QUANDO EU MORRER (II)
“Conhece-te a ti mesmo”.
(Platão)
Quando apontamos o dedo indicador a alguém,
temos o polegar na neutralidade, e os restantes,
a apontar para nós.
(A. Figueiredo e Silva).
QUANDO EU MORRER (II)
КОГДА Я УМРУ
WENN ICH STERBE
WHEN I DIE
(A um *amigo “desconhecido” e à sociedade
em geral)
Já sei que não vou escapar a algumas “mordidelas da nossa comunidade canina”, cuja dentição está sempre pronta para alegar que sofro da abóbora, não sou bem aferido mioleira, bati com a cabeça nas aduelas da selha quando nasci, etc., entre outros epítetos menos distintos para uma decência comunicativa interessante, com o fim de expressar e debater o contraditório, (se ele existe), daquilo que ouso pensar e faço questão de expor e defender com munhas e dentes. Unhas ainda tenho porque não sofro de onicofagia; mas, dentes, dos trinta o dois que na matraca durante muitos anos subsistiram, já só cá cantam cinco - e é um pau! Os outros comprei-os – e foram bem pagos!
O
que tenho para transmitir é simples, mas não é por isso que não deixa de não
ser um sabichinho extenso; contudo, julgo que vale a pena ser lido, meditado e
filtrado pela fina rede da compreensão existente naqueles que têm a sorte ou
virtude de a possuírem.
A
semente humana é tão ordinária e tão desdenhável, que a própria Natureza
se empanzina dela, e por isso a lhe vai dando umas impiedosas sarrafadas, sem
apelo em agravo. São dois motivos bastantes, para ninguém cá
ficar a rir-se de quem bate-a-bota. E, no momento de cisão, é que a paridade
estabelecida para tudo o que vive, é absoluta. A Lei Universal, só é na realidade
imparcial no, (não confundir com ao), nascer e no morrer, quando o comprimento
da linha que separa os dois estados, se dilacera. De resto, os princípios são
um joguete de interesses nas mãos do ser humano, onde sempre imperou a lei do
mais forte. Resume-se a um “chocalho” único que toca vários tons, consoante as
mãos a vontade e o poder do “artista”.
-
Ouviste, Pá?! Mantem-te calmo, e pensa três
vezes antes de chegar a tua vez. Lê com tino tudo que tenho para te dizer,
porque não estou a brincar. Olha que isto é carburante para o teu miolo e não
passa pelas tuas goelas.

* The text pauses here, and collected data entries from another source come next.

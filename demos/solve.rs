use rcramer::prelude::{respond, Settings};

fn main() {
    let equations = ["x+y+z=6", "2x-y+z=3", "x+2y-z=2"];
    println!("{}", respond(&equations, &Settings::default()));
}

Por favor, preserva a quietude e avalia-te.
Sejas
rico ou pobre, nobre ou plebeu, prêto ou branco, vermelho ou amarelo, quando
adrega a chegar a tua vez, lá vais para os “anjinhos” - ou outro sítio qualquer-
no gozo integral da paz “eterna”, que por direito Natural te pertence e que
entendo ser teu dever usufruir desse gozo perpétuo, ainda que contrariado. Não
vale a pena ficares entediado e meditativo antes do “revisor” chegar, porque ele
não vai resolver-te nada. Ele olha para ti, apenas como um microrganismo, o que
é uma realidade, pica e tu vais.
Depois
do embarque, que os que cá ficam consideram fatídico, se és transportado num bom
ataúde, quem lucra é o cangalheiro; se és emprateleirado num imponente mausoléu
onde a passarada pousa, e com irreflectido desprezo caga, já o lucro, é do
pedreiro; mas se és enterrado numa cova funda, antes habitada por outros, é o
técnico de profundidade (coveiro) fica a lucrar - é a sua sobrevivência até
também “cair” inerte, num buraco semelhante aos que durante a vida abriu.
É
certo que poderás optar, enquanto vivinho da silva, por uma “triunfante subida
ao céu”, menos poluente, mais rápida, com reduzidos salamaleques e menor empestação
de odores nauseabundos a contaminarem esta “minúscula” partícula azulada, que, sem
destino, viaja através do Universo infindável; a cremação. É, pode ser uma
opção tua. Esta consiste numa “rojoada” preparada a temperaturas pirométricas
de tal magnitude, que ao fim de “escassos” minutos só sobra dos ossos, o calcário
- infelizmente não dá para fazer canja. Este é seguidamente triturado numa
rapidinha e fina moagem, que é presenteada já em “cinzas”, aos teus familiares,
- herdeiros ou sucessores - como lembrança mórbida de uma partida, natural ou de
funesta surpresa, disfarçadamente desejada por uns e abertamente não ambicionada
por outros - inclusivamente por ti.
Tem
paciência, mas tenho que dizer-te estas “barbaridades” reais.
Depois
de tudo, os que cá permanecem, já sabem que estão na ponta da lança, conquanto
que ficam com a possibilidade de montar a “pileca ou o cavalo” consequentes do espólio
por ti compulsivamente deixado, e também por haveres sido impedido de o levar
contigo – o implacável sistema aduaneiro da Natureza não to permitiu.
Se
são herdeiros, vendem e estoiram; gozam a vida aflautadamente à tua custa, (se
tiveres deixado “cacau” para isso), e mais tarde ou mais cedo irão ter contigo transportados
num caixão parecido com o teu, mas desta vez, pago pela comunidade; se são
sucessores, darão continuidade ao teu sucesso, e, com alguma patetice e
incontida ambição, vão dar cabo do canastro, para, com alguns achaques, como
reumático, demência ou senilidade já avançadas, irem ao teu encontro - naturalmente
já deves sentir-te esfalfado de tanto esperar, quem sabe!?
Eh,
pá… agora aguenta a burra! Vou falar p´ra mim.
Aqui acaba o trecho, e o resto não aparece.